Just weeks after California officials gave the green light to wipe out the island’s entire mule deer herd, a coalition of hunting groups, wildlife advocates, and island lovers has fired back with a formal legal challenge. As we reported in our piece on the CDFW’s January 30 approval of the Catalina Island Conservancy’s Resource Management Plan, the five-year eradication scheme was sold as essential “restoration.” Critics (including us) called it overkill when decades of data and a highly successful 2024 hunting season proved otherwise.
Now that pushback has teeth.
Just last week, a ragtag group of conservationists and hunting organizations that include the Coalition to Save Catalina Island Deer, California Deer Association, Safari Club International, Howl for Wildlife, California Rifle & Pistol Association, and California Bowmen Hunters/State Archery Association banded together and filed suit in Los Angeles County Superior Court. Their core argumentremains rooted in the fact that CDFW improperly granted a CEQA exemption to the CIC’s plan without requiring a full Environmental Impact Report. The exemption was signed not by the Director, as state law requires, but by deputy director Joshua Grover. Plaintiffs say the project carries obvious significant impacts, including risks to federally protected golden and bald eagles from helicopter netting operations, and deserves proper study, alternatives analysis, and public input.
As one could imagine, the lawsuit doesn’t mince words. It accuses the CIC of hiding an “ulterior motive” of total eradication behind vague “restoration” language and demands an immediate stay halting all work under the permit.
“A full CEQA review would be appropriate for any project this size,” Attorney Melinda Benson, a former island resident assisting the case said. “We don’t believe it is appropriate to proceed under this exemption.”

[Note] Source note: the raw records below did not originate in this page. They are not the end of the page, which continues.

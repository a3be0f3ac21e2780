//! # boost CLI entry point
//!
//! Parses command-line arguments and dispatches to subcommand handlers.

use std::path::PathBuf;
use std::process::ExitCode;

use clap::{Parser, Subcommand};
use tracing_subscriber::EnvFilter;

use boost_cli::dictionary::{run_dictionary, DictionaryArgs};
use boost_cli::entities::run_entities;
use boost_cli::validate::{run_validate, ValidateArgs};

/// BOOST schema repository tool.
///
/// Lists entities, validates payload files and prints field dictionaries
/// straight from a schema repository on disk.
#[derive(Parser, Debug)]
#[command(name = "boost", version, about, long_about = None)]
struct Cli {
    /// Enable verbose output. Repeat for more verbosity (-v, -vv, -vvv).
    #[arg(short, long, action = clap::ArgAction::Count, global = true)]
    verbose: u8,

    /// Schema repository root. Defaults to the first existing of
    /// /app/schema, ../schema and ./schema.
    #[arg(long, global = true, value_name = "DIR")]
    schema_root: Option<PathBuf>,

    #[command(subcommand)]
    command: Commands,
}

#[derive(Subcommand, Debug)]
enum Commands {
    /// List every entity that has a schema.
    Entities,

    /// Validate a JSON payload file against an entity schema.
    Validate(ValidateArgs),

    /// Print the field dictionary of an entity.
    Dictionary(DictionaryArgs),
}

fn main() -> ExitCode {
    let cli = Cli::parse();

    let filter = match cli.verbose {
        0 => EnvFilter::new("warn"),
        1 => EnvFilter::new("info"),
        2 => EnvFilter::new("debug"),
        _ => EnvFilter::new("trace"),
    };
    tracing_subscriber::fmt()
        .with_env_filter(filter)
        .with_target(false)
        .with_writer(std::io::stderr)
        .init();

    let result = boost_cli::schema_root(cli.schema_root.as_deref()).and_then(|root| {
        tracing::debug!(schema_root = %root.display(), "resolved schema root");
        let mut out = std::io::stdout().lock();
        match &cli.command {
            Commands::Entities => run_entities(&root, &mut out),
            Commands::Validate(args) => run_validate(args, &root, &mut out),
            Commands::Dictionary(args) => run_dictionary(args, &root, &mut out),
        }
    });

    match result {
        Ok(code) => ExitCode::from(code),
        Err(e) => {
            tracing::error!("{e:#}");
            ExitCode::from(2)
        }
    }
}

The timing couldn’t be more pointed. Just last month the CIC and CDFW were touting their “science-based” ground-based shooting plan (after the 2024 helicopter-sharpshooting fiasco was scrapped amid public outrage). Court filings now reveal helicopter-deployed aerial nets and tracking dogs are still on the table, which are exactly the kind of heavy-handed tactics locals and hunters feared.

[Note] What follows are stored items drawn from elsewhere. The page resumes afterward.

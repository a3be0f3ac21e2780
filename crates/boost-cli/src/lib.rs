//! # boost-cli — Command-Line Access to the Schema Repository
//!
//! Provides the `boost` binary, which runs the same operations as the HTTP
//! service directly against a schema repository on disk.
//!
//! ```bash
//! boost entities
//! boost validate TraceableUnit payload.json --json
//! boost dictionary TraceableUnit
//! ```
//!
//! Every subcommand handler writes to a caller-supplied writer and returns
//! the process exit code: 0 on success, 1 on validation failure.

pub mod dictionary;
pub mod entities;
pub mod validate;

use std::path::{Path, PathBuf};

use anyhow::{bail, Result};
use boost_core::EntityName;
use boost_schema::{resolve_schema_root, DEFAULT_ROOT_CANDIDATES};

/// Pick the schema root: the explicit path if given, else the first
/// existing default candidate.
pub fn schema_root(explicit: Option<&Path>) -> Result<PathBuf> {
    match explicit {
        Some(root) if root.is_dir() => Ok(root.to_path_buf()),
        Some(root) => bail!("schema root is not a directory: {}", root.display()),
        None => Ok(resolve_schema_root(DEFAULT_ROOT_CANDIDATES)?),
    }
}

/// Parse an entity name given on the command line.
pub(crate) fn entity_arg(name: &str) -> Result<EntityName> {
    Ok(EntityName::parse(name)?)
}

This legal fight lands on the heels of our earlier coverage that plainly displayed how the 2024 hunting season produced a 22% population reduction with just 754 tags — the most effective harvest on record. Yet CDFW and the CIC continue to insist recreational hunting “failed,” ignoring both the data and the fact that deer were deliberately brought to the island in the 1930s as a hunting resource and have been woven into Catalina’s identity ever since.
The case is currently pending with no hearing date set, but the stakes remain clear. Either the courts force a real environmental review and consideration of sustainable hunting alternatives, or the Conservancy will be allowed to proceed with what many see as an expensive, unnecessary, and culturally tone-deaf eradication.